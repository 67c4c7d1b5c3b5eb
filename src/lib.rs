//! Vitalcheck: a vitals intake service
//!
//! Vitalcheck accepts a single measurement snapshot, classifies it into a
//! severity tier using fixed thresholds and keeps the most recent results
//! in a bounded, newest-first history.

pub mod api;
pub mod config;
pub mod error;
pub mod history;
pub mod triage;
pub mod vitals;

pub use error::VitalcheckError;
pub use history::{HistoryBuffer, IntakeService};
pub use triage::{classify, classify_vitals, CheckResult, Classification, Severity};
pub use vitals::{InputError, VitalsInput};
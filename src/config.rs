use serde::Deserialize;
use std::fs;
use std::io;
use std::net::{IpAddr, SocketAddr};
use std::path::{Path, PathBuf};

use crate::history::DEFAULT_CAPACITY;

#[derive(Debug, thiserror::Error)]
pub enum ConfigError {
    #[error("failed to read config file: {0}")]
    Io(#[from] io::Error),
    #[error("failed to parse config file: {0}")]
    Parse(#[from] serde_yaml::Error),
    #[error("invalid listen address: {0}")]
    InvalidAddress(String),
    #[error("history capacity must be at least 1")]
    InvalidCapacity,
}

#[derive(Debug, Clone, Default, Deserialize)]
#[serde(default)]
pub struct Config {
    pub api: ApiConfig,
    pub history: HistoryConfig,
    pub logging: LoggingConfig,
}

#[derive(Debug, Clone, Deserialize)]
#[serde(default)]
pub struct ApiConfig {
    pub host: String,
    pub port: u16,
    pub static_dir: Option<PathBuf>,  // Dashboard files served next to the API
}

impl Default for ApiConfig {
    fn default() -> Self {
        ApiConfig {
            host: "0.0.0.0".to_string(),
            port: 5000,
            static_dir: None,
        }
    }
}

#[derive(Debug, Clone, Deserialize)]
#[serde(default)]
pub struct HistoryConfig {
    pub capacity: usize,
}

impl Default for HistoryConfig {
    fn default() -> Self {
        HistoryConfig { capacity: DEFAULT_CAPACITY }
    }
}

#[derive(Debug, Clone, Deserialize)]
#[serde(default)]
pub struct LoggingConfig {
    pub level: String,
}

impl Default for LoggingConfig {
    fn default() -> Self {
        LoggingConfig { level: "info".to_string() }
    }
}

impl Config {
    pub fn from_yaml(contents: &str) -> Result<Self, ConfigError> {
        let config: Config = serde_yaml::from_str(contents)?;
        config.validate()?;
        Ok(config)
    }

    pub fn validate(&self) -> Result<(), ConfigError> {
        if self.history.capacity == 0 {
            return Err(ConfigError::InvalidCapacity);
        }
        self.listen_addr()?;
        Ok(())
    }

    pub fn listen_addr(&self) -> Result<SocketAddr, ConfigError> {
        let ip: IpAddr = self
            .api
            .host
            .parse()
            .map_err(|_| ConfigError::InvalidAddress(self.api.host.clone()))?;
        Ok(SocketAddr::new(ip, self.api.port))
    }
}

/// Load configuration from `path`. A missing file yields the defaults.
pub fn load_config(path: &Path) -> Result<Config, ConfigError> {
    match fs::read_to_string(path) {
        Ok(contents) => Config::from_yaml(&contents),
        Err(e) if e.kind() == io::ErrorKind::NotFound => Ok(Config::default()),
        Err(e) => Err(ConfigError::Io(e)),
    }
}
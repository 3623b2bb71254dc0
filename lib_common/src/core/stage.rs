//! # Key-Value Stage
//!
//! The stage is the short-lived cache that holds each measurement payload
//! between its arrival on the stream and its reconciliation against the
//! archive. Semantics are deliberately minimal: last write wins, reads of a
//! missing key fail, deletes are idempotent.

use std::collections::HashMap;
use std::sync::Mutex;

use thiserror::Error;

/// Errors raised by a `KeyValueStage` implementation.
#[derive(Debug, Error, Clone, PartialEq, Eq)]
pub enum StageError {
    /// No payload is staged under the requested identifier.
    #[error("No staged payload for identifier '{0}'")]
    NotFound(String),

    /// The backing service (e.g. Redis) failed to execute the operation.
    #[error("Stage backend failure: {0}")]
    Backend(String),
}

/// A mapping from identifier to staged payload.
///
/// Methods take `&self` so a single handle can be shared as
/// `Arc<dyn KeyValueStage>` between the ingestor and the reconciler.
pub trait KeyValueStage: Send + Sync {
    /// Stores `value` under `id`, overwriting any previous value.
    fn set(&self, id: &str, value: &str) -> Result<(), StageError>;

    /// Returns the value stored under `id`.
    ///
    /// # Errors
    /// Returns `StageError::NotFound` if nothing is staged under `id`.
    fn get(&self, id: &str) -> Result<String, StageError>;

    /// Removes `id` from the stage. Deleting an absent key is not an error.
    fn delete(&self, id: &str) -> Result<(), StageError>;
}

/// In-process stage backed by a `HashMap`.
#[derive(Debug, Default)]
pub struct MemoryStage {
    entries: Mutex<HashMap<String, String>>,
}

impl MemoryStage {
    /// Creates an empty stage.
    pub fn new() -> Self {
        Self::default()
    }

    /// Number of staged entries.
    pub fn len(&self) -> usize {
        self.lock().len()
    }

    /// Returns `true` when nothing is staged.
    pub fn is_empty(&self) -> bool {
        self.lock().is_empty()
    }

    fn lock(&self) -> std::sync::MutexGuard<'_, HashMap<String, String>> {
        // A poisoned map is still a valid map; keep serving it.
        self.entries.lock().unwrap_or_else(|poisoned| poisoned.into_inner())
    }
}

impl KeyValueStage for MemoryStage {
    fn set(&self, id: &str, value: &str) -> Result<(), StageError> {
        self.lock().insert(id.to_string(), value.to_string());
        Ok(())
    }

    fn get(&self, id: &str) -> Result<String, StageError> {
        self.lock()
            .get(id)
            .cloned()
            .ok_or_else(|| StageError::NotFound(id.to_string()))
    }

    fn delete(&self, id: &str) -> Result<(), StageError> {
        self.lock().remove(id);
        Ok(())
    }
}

WHAT IS EXPECTED :: Output must consist only of the listing's lines from the first through the line with "pub use error::VitalcheckError;", reproduced word for word.

RESPONSE TO THE EXERCISE ::
repository 67c4c7d1b5c3b5eb
filename src/lib.rs
//! Vitalcheck: a vitals intake service
//!
//! Vitalcheck accepts a single measurement snapshot, classifies it into a
//! severity tier using fixed thresholds and keeps the most recent results
//! in a bounded, newest-first history.

pub mod api;
pub mod config;
pub mod error;
pub mod history;
pub mod triage;
pub mod vitals;

pub use error::VitalcheckError;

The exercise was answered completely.